MNanoBEIR / NanoBEIR-es / NanoTouche2020

Overview

This task is the Spanish NanoBEIR version of Touché 2020, an argument retrieval benchmark for controversial questions. The original CLEF Touché 2020 task focuses on retrieving arguments for socially important or everyday decision questions, where relevance depends on both topic match and argumentative content. In this NanoBEIR slice, Spanish translated controversial questions must retrieve Spanish translated debate-style argument documents from 5,745 candidates. The task contains 49 queries and 932 positive relevance judgments. Every query has multiple positives, averaging 19.02 relevant arguments. It is a compact benchmark for broad pro/con retrieval, argument relevance, and ranking long argumentative documents rather than short answer passages.

Details

What the Original Data Measures

Touché 2020 measures argument retrieval. A relevant document should contain a substantive argument addressing the central issue in the query. For controversial questions about homework, prescription drug advertising, child vaccination, abortion, or standardized testing, a topical mention is not enough: the retrieved document should present reasons, evidence, stance, or persuasive framing that engages with the question.

Observed Data Profile

The Spanish Nano task has 49 queries, 5,745 documents, and 932 positives. Every query is multi-positive, with 6 to 32 positives and a median of 19. Query length averages about 54 characters, while documents are long, averaging about 2,361 characters. The examples include questions about homework, prescription drug advertising to consumers, child vaccination, abortion legality, and standardized tests.
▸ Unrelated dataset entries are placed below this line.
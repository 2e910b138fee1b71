use std::path::{Path, PathBuf};

use tracing_appender::non_blocking::WorkerGuard;
use tracing_subscriber::layer::SubscriberExt;
use tracing_subscriber::util::SubscriberInitExt;
use tracing_subscriber::EnvFilter;

const LOG_FILE_PREFIX: &str = "k8s-dojo.log";
const DEFAULT_FILTER: &str = "k8s_dojo=info";

/// Keeps the background log writer alive; dropping it flushes pending lines.
pub struct LoggingGuard {
    _guard: WorkerGuard,
    log_dir: PathBuf,
}

impl LoggingGuard {
    pub fn log_dir(&self) -> &Path {
        &self.log_dir
    }
}

/// Routes `tracing` output to a daily-rolling file. Returns `None` when no log directory
/// can be created or a subscriber is already installed; the UI then runs without logs.
pub fn init() -> Option<LoggingGuard> {
    let log_dir = k8s_dojo::kernel::services::adapters::ensure_log_dir()
        .or_else(|_| -> std::io::Result<PathBuf> {
            let dir = std::env::temp_dir().join("k8s-dojo").join("logs");
            std::fs::create_dir_all(&dir)?;
            Ok(dir)
        })
        .ok()?;

    let file_appender = tracing_appender::rolling::daily(&log_dir, LOG_FILE_PREFIX);
    let (non_blocking, guard) = tracing_appender::non_blocking(file_appender);

    let env_filter =
        EnvFilter::try_from_default_env().unwrap_or_else(|_| EnvFilter::new(DEFAULT_FILTER));

    let subscriber = tracing_subscriber::registry().with(env_filter).with(
        tracing_subscriber::fmt::layer()
            .with_writer(non_blocking)
            .with_ansi(false)
            .with_target(true)
            .with_file(true)
            .with_line_number(true),
    );

    if subscriber.try_init().is_err() {
        return None;
    }

    std::panic::set_hook(Box::new(|panic_info| {
        tracing::error!(panic = %panic_info, "panic");
    }));

    Some(LoggingGuard {
        _guard: guard,
        log_dir,
    })
}
use std::io;
use std::sync::mpsc::{self, Receiver, RecvTimeoutError, Sender};
use std::sync::Arc;
use std::time::Duration;

use crossterm::event;
use ratatui::backend::{Backend, CrosstermBackend};
use ratatui::layout::Rect;
use ratatui::Terminal;

use k8s_dojo::app::theme::UiTheme;
use k8s_dojo::app::App;
use k8s_dojo::core::InputEvent;
use k8s_dojo::kernel::services::adapters::{
    load_settings, resolve_shell, resolve_state_path, AppMessage, AsyncRuntime, Collaborators,
    JsonCompletionStore, KindProvisioner, KubectlEngine,
};
use k8s_dojo::kernel::services::ports::{supported_versions, ScenarioEngine};
use k8s_dojo::kernel::AppState;
use k8s_dojo::terminal::TerminalSession;
use k8s_dojo::tui::{install_termination_signals, TerminalGuard};

mod logging;

/// Upper bound between redraws, so the header timer keeps ticking.
const REDRAW_INTERVAL: Duration = Duration::from_secs(1);
const INPUT_POLL_INTERVAL: Duration = Duration::from_millis(250);

fn main() -> io::Result<()> {
    let logging = logging::init();
    tracing::info!(
        version = env!("CARGO_PKG_VERSION"),
        log_dir = ?logging.as_ref().map(|guard| guard.log_dir().to_path_buf()),
        "k8s-dojo starting"
    );

    let settings = load_settings();
    let shell = resolve_shell(&settings, std::env::var("SHELL").ok());

    let engine = Arc::new(KubectlEngine::new());
    let scenarios = engine.catalog();
    let services = Collaborators {
        provisioner: Arc::new(KindProvisioner::new(settings.cluster_name.clone())),
        engine,
        completions: Arc::new(JsonCompletionStore::new(resolve_state_path(&settings))),
    };

    let (tx, rx) = mpsc::channel();
    let runtime = AsyncRuntime::new(tx.clone(), services)?;

    let mut theme = UiTheme::default();
    theme.adapt_to_terminal_capabilities();

    let output_tx = tx.clone();
    let session = TerminalSession::new(
        shell,
        Arc::new(move || {
            let _ = output_tx.send(AppMessage::TerminalOutput);
        }),
    )
    .with_palette(theme.terminal_palette());

    let state = AppState::new(supported_versions(), scenarios, settings.cluster_name.clone());
    let mut app = App::new(state, session, runtime, settings, theme);

    let guard = TerminalGuard::new()?;
    let signal_tx = tx.clone();
    install_termination_signals(guard.restorer(), move |signal| {
        let _ = signal_tx.send(AppMessage::Terminate {
            exit_code: signal.exit_code(),
        });
    })?;
    spawn_input_thread(tx);

    let (width, height) = crossterm::terminal::size()?;
    app.set_viewport(Rect::new(0, 0, width, height));

    let mut terminal = Terminal::new(CrosstermBackend::new(io::stdout()))?;
    let result = run(&mut terminal, &mut app, &rx);

    drop(terminal);
    drop(guard);
    app.into_runtime().shutdown_background();
    tracing::info!("k8s-dojo stopped");

    match result? {
        Some(code) => std::process::exit(code),
        None => Ok(()),
    }
}

/// Runs until the store reports teardown finished. Returns the exit code of the
/// termination signal that ended the run, if any.
fn run<B: Backend>(
    terminal: &mut Terminal<B>,
    app: &mut App,
    rx: &Receiver<AppMessage>,
) -> io::Result<Option<i32>> {
    let mut exit_code = None;
    terminal.draw(|frame| app.render(frame))?;

    while !app.should_exit() {
        let mut redraw = match rx.recv_timeout(REDRAW_INTERVAL) {
            Ok(msg) => handle(app, msg, &mut exit_code),
            Err(RecvTimeoutError::Timeout) => true,
            Err(RecvTimeoutError::Disconnected) => break,
        };
        while !app.should_exit() {
            match rx.try_recv() {
                Ok(msg) => redraw |= handle(app, msg, &mut exit_code),
                Err(_) => break,
            }
        }

        if redraw && !app.should_exit() {
            terminal.draw(|frame| app.render(frame))?;
        }
    }

    Ok(exit_code)
}

fn handle(app: &mut App, msg: AppMessage, exit_code: &mut Option<i32>) -> bool {
    if let AppMessage::Terminate { exit_code: code } = &msg {
        exit_code.get_or_insert(*code);
    }
    app.handle_message(msg)
}

fn spawn_input_thread(tx: Sender<AppMessage>) {
    std::thread::spawn(move || loop {
        match event::poll(INPUT_POLL_INTERVAL) {
            Ok(true) => match event::read() {
                Ok(event) => {
                    let Some(input) = InputEvent::from_crossterm(event) else {
                        continue;
                    };
                    if tx.send(AppMessage::Input(input)).is_err() {
                        break;
                    }
                }
                Err(error) => {
                    tracing::error!(%error, "reading terminal input failed");
                    break;
                }
            },
            Ok(false) => {}
            Err(error) => {
                tracing::error!(%error, "polling terminal input failed");
                break;
            }
        }
    });
}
Positive documents are long Spanish translated debate arguments.

BM25 Evaluation Profile

BM25 is strongest by nDCG@10, with 0.573, Hit@10 of 1.000, and Recall@100 of 0.786. This reflects the large number of positives and the strong topic terms in controversial questions. Sparse matching can reliably find at least one relevant argument for every query and ranks many arguments well when documents repeat the central issue. The risk is that BM25 may favor long topical documents that mention the issue frequently even if their argumentative fit is weaker.

Dense Evaluation Profile

The dense harrier-oss-270m baseline reaches nDCG@10 of 0.414, Hit@10 of 0.878, and Recall@100 of 0.740. Dense retrieval is weaker here than BM25, suggesting that exact topic anchoring is very important for this Spanish argument slice. Embedding similarity can capture broad stance or issue proximity, but it may also retrieve generally related opinion text that does not directly address the controversial question. Dense retrieval alone underperforms for both top ranking and coverage.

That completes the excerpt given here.